Maine officials say ‘don’t eat’ local deer after finding PFAS in specimens


The state government of Maine is urging people to avoid eating meat harvested from deer due to industrial chemicals that have leached into grazing habitat.

On November 24, the Maine Department of Inland Fisheries and Wildlife (MDIFW) issued a “do not eat” warning for deer after discovering PFAS contamination in Fairfield, just outside Bangor. The notice affects an area of ​​approximately 200 square miles.

PFAS (Per- and Polyfluoroalkyl Substances) are a family of industrial chemicals that resist biodegradation and cause adverse effects in humans and animals, including cancer.

The agency chose to conduct a study on deer in the region based on prior knowledge that soils and water contained high levels of PFOS, one of the most toxic forms of PFAS.

Department of Wildlife field study on deer contaminated with PFAS

According to officials, municipal / industrial sludge used in fertilizers caused the initial contamination of PFAS. Once it entered the fields and crops, it was only a matter of time before it found its way into the surrounding water table and wildlife.

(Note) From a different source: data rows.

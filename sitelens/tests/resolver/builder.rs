use std::time::Duration;

use sitelens::{FetchStrategy, Lens, LensConfig, LensError, MergeStrategy, QueryKind};

use crate::helpers::{StubProvider, fixtures};

#[test]
fn build_without_providers_fails() {
    let err = Lens::builder().build().err().unwrap();
    assert!(matches!(err, LensError::InvalidArg(_)));
}

#[test]
fn build_with_duplicate_names_fails() {
    let a = StubProvider::builder("same")
        .returns(fixtures::dns_record("1.1.1.1"))
        .build();
    let b = StubProvider::builder("same")
        .returns(fixtures::dns_record("2.2.2.2"))
        .build();
    let err = Lens::builder()
        .with_provider(a)
        .with_provider(b)
        .build()
        .err()
        .unwrap();
    assert!(matches!(err, LensError::InvalidArg(msg) if msg.contains("same")));
}

#[test]
fn build_with_no_kinds_fails() {
    let a = StubProvider::builder("a")
        .returns(fixtures::dns_record("1.1.1.1"))
        .build();
    let err = Lens::builder()
        .with_provider(a)
        .kinds(&[])
        .build()
        .err()
        .unwrap();
    assert!(matches!(err, LensError::InvalidArg(_)));
}

#[test]
fn effective_config_is_normalized() {
    let a = StubProvider::builder("a")
        .returns(fixtures::dns_record("1.1.1.1"))
        .build();
    let lens = Lens::builder()
        .with_provider(a)
        .kinds(&[QueryKind::Dns, QueryKind::Seo, QueryKind::Dns])
        .fetch_strategy(FetchStrategy::Latency)
        .merge_strategy_for(QueryKind::Seo, MergeStrategy::Deep)
        .provider_timeout(Duration::from_secs(2))
        .request_timeout(Duration::from_secs(10))
        .build()
        .unwrap();

    let cfg = lens.config();
    assert_eq!(cfg.kinds, vec![QueryKind::Dns, QueryKind::Seo]);
    assert_eq!(cfg.fetch_strategy, FetchStrategy::Latency);
    assert_eq!(cfg.merge_for(QueryKind::Seo), MergeStrategy::Deep);
    assert_eq!(cfg.merge_for(QueryKind::Dns), MergeStrategy::Fallback);
    assert_eq!(cfg.provider_timeout, Duration::from_secs(2));
    assert_eq!(cfg.request_timeout, Some(Duration::from_secs(10)));
}

#[test]
fn defaults_match_documented_values() {
    let cfg = LensConfig::default();
    assert_eq!(cfg.provider_timeout, Duration::from_secs(5));
    assert_eq!(cfg.request_timeout, None);
    assert_eq!(cfg.fetch_strategy, FetchStrategy::PriorityWithFallback);
    assert_eq!(cfg.merge_strategy, MergeStrategy::Fallback);
    assert_eq!(cfg.kinds, QueryKind::ALL.to_vec());
}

The study included deer of all ages, from fawns to adults

The study found PFOS levels of 40 parts per billion in five of the eight deer collected from the most contaminated parts of the region. It may not seem like much, but this level of concentration in meat warrants a recommendation to eat it only two to three times a year, according to the MDIFW.

The other three deer had a lower concentration of PFOS, but still contained enough of the chemical to justify a consumption limit.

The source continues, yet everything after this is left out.